┌────────

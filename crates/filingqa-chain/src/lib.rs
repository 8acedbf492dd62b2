//! filingqa-chain
//!
//! Retrieval-augmented answering: the prompt layout, the OpenAI chat model, the
//! chain that ties retrieval to generation and the cached session built from an
//! `AppConfig`.

pub mod chain;
pub mod llm;
pub mod prompt;
pub mod session;

pub use chain::AnswerChain;
pub use llm::OpenAiChatModel;
pub use session::{SessionCacheMap, SessionHandle, SessionKey};
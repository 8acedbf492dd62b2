//! OpenAI chat-completions client used as the answer generator.

use async_trait::async_trait;
use reqwest::Client;
use secrecy::{ExposeSecret, SecretString};
use serde::{Deserialize, Serialize};
use std::time::Instant;
use tracing::debug;

use filingqa_core::config::OpenAiSettings;
use filingqa_core::traits::LanguageModel;
use filingqa_core::{Error, Result};
use filingqa_core::http::{api_error, build_client};

pub struct OpenAiChatModel {
    client: Client,
    api_key: SecretString,
    base_url: String,
    model: String,
    temperature: f32,
}

impl OpenAiChatModel {
    /// No request is sent here; a bad key surfaces on the first completion.
    pub fn new(settings: &OpenAiSettings) -> Result<Self> {
        Ok(Self {
            client: build_client(settings.timeout)?,
            api_key: SecretString::new(settings.api_key.expose_secret().clone()),
            base_url: settings.base_url.clone(),
            model: settings.chat_model.clone(),
            temperature: settings.temperature,
        })
    }
}

#[derive(Serialize)]
struct ChatRequest<'a> {
    model: &'a str,
    temperature: f32,
    messages: [ChatMessage<'a>; 1],
}

#[derive(Serialize)]
struct ChatMessage<'a> {
    role: &'static str,
    content: &'a str,
}

#[derive(Deserialize)]
struct ChatResponse {
    #[serde(default)]
    choices: Vec<Choice>,
}

#[derive(Deserialize)]
struct Choice {
    message: ResponseMessage,
}

#[derive(Deserialize)]
struct ResponseMessage {
    content: Option<String>,
}

#[async_trait]
impl LanguageModel for OpenAiChatModel {
    fn model_id(&self) -> &str { &self.model }

    async fn complete(&self, prompt: &str) -> Result<String> {
        let start = Instant::now();
        let request = ChatRequest {
            model: &self.model,
            temperature: self.temperature,
            messages: [ChatMessage { role: "user", content: prompt }],
        };
        let resp = self
            .client
            .post(format!("{}/v1/chat/completions", self.base_url))
            .bearer_auth(self.api_key.expose_secret())
            .json(&request)
            .send()
            .await
            .map_err(|e| Error::upstream(format!("chat completion request failed: {e}")))?;

        let status = resp.status();
        if !status.is_success() {
            let body = resp.text().await.unwrap_or_default();
            return Err(api_error("chat completions", status, &body));
        }
        let parsed: ChatResponse = resp
            .json()
            .await
            .map_err(|e| Error::upstream(format!("malformed chat completion response: {e}")))?;
        let content = parsed
            .choices
            .into_iter()
            .next()
            .and_then(|c| c.message.content)
            .ok_or_else(|| Error::upstream("chat completion returned no content"))?;
        debug!(
            model = %self.model,
            prompt_chars = prompt.len(),
            elapsed_ms = start.elapsed().as_millis() as u64,
            "chat completion"
        );
        Ok(content)
    }
}
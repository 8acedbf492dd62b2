use clap::{Parser, Subcommand};
use std::io::{self, IsTerminal};
use std::path::PathBuf;
use std::process::ExitCode;
use tracing_subscriber::{fmt, layer::SubscriberExt, util::SubscriberInitExt, EnvFilter};

use filingqa_chain::{SessionCacheMap, SessionHandle};
use filingqa_cli::{InteractionLoop, Outcome};
use filingqa_core::config::{expand_path, AppConfig};

#[derive(Parser, Debug)]
#[command(name = "filingqa", version, about = "Ask questions about companies based on their SEC 10-K filings")]
struct Cli {
    /// Base config file (defaults to ./config.toml)
    #[arg(long, short, global = true, env = "FILINGQA_CONFIG")]
    config: Option<String>,

    /// Hide the progress spinner
    #[arg(long, global = true)]
    no_spinner: bool,

    #[command(subcommand)]
    command: Option<Command>,
}

#[derive(Subcommand, Debug)]
enum Command {
    /// Answer a single question and exit
    Ask {
        #[arg(required = true, num_args = 1..)]
        question: Vec<String>,
    },
    /// Connect, verify the vector index and print what was found
    Check,
}

fn init_tracing() {
    let filter = EnvFilter::try_from_default_env().unwrap_or_else(|_| EnvFilter::new("warn"));
    tracing_subscriber::registry()
        .with(filter)
        .with(fmt::layer().with_target(false).with_writer(io::stderr))
        .init();
}

#[tokio::main]
async fn main() -> anyhow::Result<ExitCode> {
    let cli = Cli::parse();
    init_tracing();

    let config_path: Option<PathBuf> = cli.config.as_deref().map(expand_path);
    let cache = SessionCacheMap::new();
    let opened = match AppConfig::load(config_path.as_deref()) {
        Ok(config) => SessionHandle::open(&cache, &config).await.map(|s| (s, config)),
        Err(e) => Err(e),
    };
    let (session, config) = match opened {
        Ok(pair) => pair,
        Err(e) => {
            eprintln!("Error initializing the system: {e}");
            return Ok(ExitCode::FAILURE);
        }
    };

    let mut stdout = io::stdout().lock();
    match cli.command {
        Some(Command::Check) => {
            let info = session.store.index_info();
            println!("✅ Connected to {}", config.neo4j.uri);
            println!("📊 Index: {} on :{}({})", info.name, info.label, info.property);
            if let Some(dims) = info.dimensions {
                println!("   dimensions: {dims}");
            }
            if let Some(sim) = &info.similarity {
                println!("   similarity: {sim}");
            }
            println!("   nodes: {}", info.node_count);
            println!("   chat model: {}", session.chain.model_id());
        }
        Some(Command::Ask { question }) => {
            let repl = InteractionLoop::new(session, config.display.wrap_width).without_spinner();
            if repl.handle(&question.join(" "), &mut stdout).await? != Outcome::Answered {
                return Ok(ExitCode::FAILURE);
            }
        }
        None => {
            let mut repl = InteractionLoop::new(session, config.display.wrap_width);
            if cli.no_spinner || !io::stderr().is_terminal() {
                repl = repl.without_spinner();
            }
            repl.run(io::stdin().lock(), &mut stdout).await?;
        }
    }
    Ok(ExitCode::SUCCESS)
}
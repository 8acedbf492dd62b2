//! filingqa-vector
//!
//! Similarity search over 10-K chunks stored in Neo4j, through the database's
//! HTTP transactional endpoint and its native vector index.

pub mod client;
pub mod cypher;
pub mod store;

pub use client::{http_endpoint, Neo4jClient, Neo4jError};
pub use store::{IndexInfo, Neo4jVectorStore};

└────────

Extract exactly and only the lines above from the line containing "#[arg(required = true, num_args" through the line containing "info.name, info.label, info.property);", both end lines included.

        #[arg(required = true, num_args = 1..)]
        question: Vec<String>,
    },
    /// Connect, verify the vector index and print what was found
    Check,
}

fn init_tracing() {
    let filter = EnvFilter::try_from_default_env().unwrap_or_else(|_| EnvFilter::new("warn"));
    tracing_subscriber::registry()
        .with(filter)
        .with(fmt::layer().with_target(false).with_writer(io::stderr))
        .init();
}

#[tokio::main]
async fn main() -> anyhow::Result<ExitCode> {
    let cli = Cli::parse();
    init_tracing();

    let config_path: Option<PathBuf> = cli.config.as_deref().map(expand_path);
    let cache = SessionCacheMap::new();
    let opened = match AppConfig::load(config_path.as_deref()) {
        Ok(config) => SessionHandle::open(&cache, &config).await.map(|s| (s, config)),
        Err(e) => Err(e),
    };
    let (session, config) = match opened {
        Ok(pair) => pair,
        Err(e) => {
            eprintln!("Error initializing the system: {e}");
            return Ok(ExitCode::FAILURE);
        }
    };

    let mut stdout = io::stdout().lock();
    match cli.command {
        Some(Command::Check) => {
            let info = session.store.index_info();
            println!("✅ Connected to {}", config.neo4j.uri);
            println!("📊 Index: {} on :{}({})", info.name, info.label, info.property);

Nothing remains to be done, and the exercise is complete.